Legal marijuana, repealing the death penalty and 16 other laws that come into effect in Virginia on July 1
RICHMOND, Virginia. – Most of the new laws passed earlier this year by the Democrat-controlled Virginia General Assembly will come into effect Thursday, including measures that legalize recreational use of marijuana, largely ban the use by the facial recognition technology police and forgive some unemployment overpayments.
In full control of state government for a second year, Democrats used their majority to pass bills that again turned Virginia into an outlier in the South.
Democrats say their policies will help Virginia recover from the pandemic, improve public education and make the criminal justice system fairer. Republicans warn that the new laws will hamper small businesses, increase energy costs and make families less secure.
Here’s a look at some of the notable changes for the year:
Possession of up to 1 ounce without intent to distribute will become legal for adults 21 years of age and over. Adults will also be allowed to grow up to four marijuana plants per household. But it will be years before a legal market to buy the drug is established.
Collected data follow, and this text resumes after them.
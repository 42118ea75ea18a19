//! Error types surfaced at the HTTP boundary.
//!
//! Internal code works in `anyhow::Result`; handlers map failures into
//! `ApiError`, which renders as `{ "success": false, "error": ... }` with
//! the matching status code.

use axum::{
    extract::rejection::{JsonRejection, PathRejection, QueryRejection},
    http::StatusCode,
    response::{IntoResponse, Response},
    Json,
};
use serde::Serialize;
use tracing::error;

#[derive(Debug, thiserror::Error)]
pub enum ApiError {
    #[error("{0}")]
    BadRequest(String),

    #[error("{0}")]
    Unauthorized(String),

    #[error("{0}")]
    PaymentRequired(String),

    #[error("{0}")]
    Forbidden(String),

    #[error("{0}")]
    NotFound(String),

    #[error(transparent)]
    Internal(#[from] anyhow::Error),
}

impl ApiError {
    pub fn status(&self) -> StatusCode {
        match self {
            ApiError::BadRequest(_) => StatusCode::BAD_REQUEST,
            ApiError::Unauthorized(_) => StatusCode::UNAUTHORIZED,
            ApiError::PaymentRequired(_) => StatusCode::PAYMENT_REQUIRED,
            ApiError::Forbidden(_) => StatusCode::FORBIDDEN,
            ApiError::NotFound(_) => StatusCode::NOT_FOUND,
            ApiError::Internal(_) => StatusCode::INTERNAL_SERVER_ERROR,
        }
    }
}

pub type ApiResult<T> = std::result::Result<T, ApiError>;

// Extractor rejections render through the same JSON error body.

impl From<JsonRejection> for ApiError {
    fn from(rejection: JsonRejection) -> Self {
        ApiError::BadRequest(rejection.body_text())
    }
}

impl From<QueryRejection> for ApiError {
    fn from(rejection: QueryRejection) -> Self {
        ApiError::BadRequest(rejection.body_text())
    }
}

impl From<PathRejection> for ApiError {
    fn from(rejection: PathRejection) -> Self {
        ApiError::BadRequest(rejection.body_text())
    }
}

#[derive(Debug, Serialize)]
struct ErrorBody {
    success: bool,
    error: String,
    timestamp: String,
}

impl IntoResponse for ApiError {
    fn into_response(self) -> Response {
        let status = self.status();
        if status.is_server_error() {
            error!(error = %self, "Request failed");
        }
        let body = ErrorBody {
            success: false,
            error: self.to_string(),
            timestamp: chrono::Utc::now().to_rfc3339(),
        };
        (status, Json(body)).into_response()
    }
}

/// Success envelope shared by all JSON endpoints.
#[derive(Debug, Clone, Serialize)]
pub struct ApiResponse<T> {
    pub success: bool,
    pub data: T,
    pub timestamp: String,
}

impl<T: Serialize> ApiResponse<T> {
    pub fn success(data: T) -> Json<Self> {
        Json(Self {
            success: true,
            data,
            timestamp: chrono::Utc::now().to_rfc3339(),
        })
    }
}
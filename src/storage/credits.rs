//! Append-only credit ledger with a cached per-user balance.

use anyhow::{Context, Result};
use chrono::{DateTime, Utc};
use sqlx::FromRow;

use super::Store;
use crate::types::CreditTransaction;

#[derive(Debug, FromRow)]
struct CreditRow {
    id: String,
    user_id: String,
    amount: i64,
    transaction_type: String,
    description: String,
    created_at: DateTime<Utc>,
}

impl From<CreditRow> for CreditTransaction {
    fn from(row: CreditRow) -> Self {
        CreditTransaction {
            id: row.id,
            user_id: row.user_id,
            amount: row.amount,
            transaction_type: row.transaction_type,
            description: row.description,
            created_at: row.created_at,
        }
    }
}

impl Store {
    /// Cached balance, or `None` if the user has never touched the ledger.
    pub async fn credit_balance(&self, user_id: &str) -> Result<Option<i64>> {
        let row: Option<(i64,)> = sqlx::query_as("SELECT balance FROM user_credits WHERE user_id = ?")
            .bind(user_id)
            .fetch_optional(&self.pool)
            .await
            .context("Failed to load credit balance")?;
        Ok(row.map(|(balance,)| balance))
    }

    /// Append a ledger entry and move the cached balance by its amount,
    /// atomically. Returns the new balance.
    pub async fn append_credit(&self, entry: &CreditTransaction) -> Result<i64> {
        let mut tx = self.pool.begin().await.context("Failed to open ledger transaction")?;

        sqlx::query(
            "INSERT INTO credit_transactions (id, user_id, amount, transaction_type, description, created_at) \
             VALUES (?, ?, ?, ?, ?, ?)",
        )
        .bind(&entry.id)
        .bind(&entry.user_id)
        .bind(entry.amount)
        .bind(&entry.transaction_type)
        .bind(&entry.description)
        .bind(entry.created_at)
        .execute(&mut *tx)
        .await
        .context("Failed to append ledger entry")?;

        sqlx::query(
            "INSERT INTO user_credits (user_id, balance) VALUES (?, ?) \
             ON CONFLICT(user_id) DO UPDATE SET balance = balance + excluded.balance",
        )
        .bind(&entry.user_id)
        .bind(entry.amount)
        .execute(&mut *tx)
        .await
        .context("Failed to update cached balance")?;

        let (balance,): (i64,) = sqlx::query_as("SELECT balance FROM user_credits WHERE user_id = ?")
            .bind(&entry.user_id)
            .fetch_one(&mut *tx)
            .await?;

        tx.commit().await.context("Failed to commit ledger entry")?;
        Ok(balance)
    }

    /// Newest-first ledger entries for a user.
    pub async fn credit_history(&self, user_id: &str, limit: i64) -> Result<Vec<CreditTransaction>> {
        let rows: Vec<CreditRow> = sqlx::query_as(
            "SELECT id, user_id, amount, transaction_type, description, created_at \
             FROM credit_transactions WHERE user_id = ? ORDER BY created_at DESC, rowid DESC LIMIT ?",
        )
        .bind(user_id)
        .bind(limit)
        .fetch_all(&self.pool)
        .await
        .context("Failed to load credit history")?;
        Ok(rows.into_iter().map(CreditTransaction::from).collect())
    }
}

#[cfg(test)]
mod tests {
    use super::*;

    fn entry(user: &str, amount: i64, kind: &str) -> CreditTransaction {
        CreditTransaction {
            id: uuid::Uuid::new_v4().to_string(),
            user_id: user.to_string(),
            amount,
            transaction_type: kind.to_string(),
            description: format!("{kind} {amount}"),
            created_at: Utc::now(),
        }
    }

    #[tokio::test]
    async fn test_unknown_user_has_no_balance() {
        let store = Store::in_memory().await.unwrap();
        assert_eq!(store.credit_balance("nobody").await.unwrap(), None);
    }

    #[tokio::test]
    async fn test_append_moves_balance() {
        let store = Store::in_memory().await.unwrap();
        assert_eq!(store.append_credit(&entry("u1", 100, "signup_bonus")).await.unwrap(), 100);
        assert_eq!(store.append_credit(&entry("u1", -10, "scenario")).await.unwrap(), 90);
        assert_eq!(store.credit_balance("u1").await.unwrap(), Some(90));

        let history = store.credit_history("u1", 10).await.unwrap();
        assert_eq!(history.len(), 2);
        let sum: i64 = history.iter().map(|t| t.amount).sum();
        assert_eq!(sum, 90);
    }

    #[tokio::test]
    async fn test_history_is_per_user() {
        let store = Store::in_memory().await.unwrap();
        store.append_credit(&entry("u1", 50, "milestone")).await.unwrap();
        store.append_credit(&entry("u2", 70, "milestone")).await.unwrap();
        assert_eq!(store.credit_history("u1", 10).await.unwrap().len(), 1);
        assert_eq!(store.credit_balance("u2").await.unwrap(), Some(70));
    }
}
Virginia lawmakers voted to end executions, marking a startling change in leadership for a state traditionally on death row. Only two men remained on death row; their sentences will be commuted to life imprisonment without parole.
Drivers in Virginia will need to change lanes when passing cyclists, unless the lane is unusually wide. In addition, two cyclists are allowed to travel side by side without having to form a single line when a vehicle is approaching.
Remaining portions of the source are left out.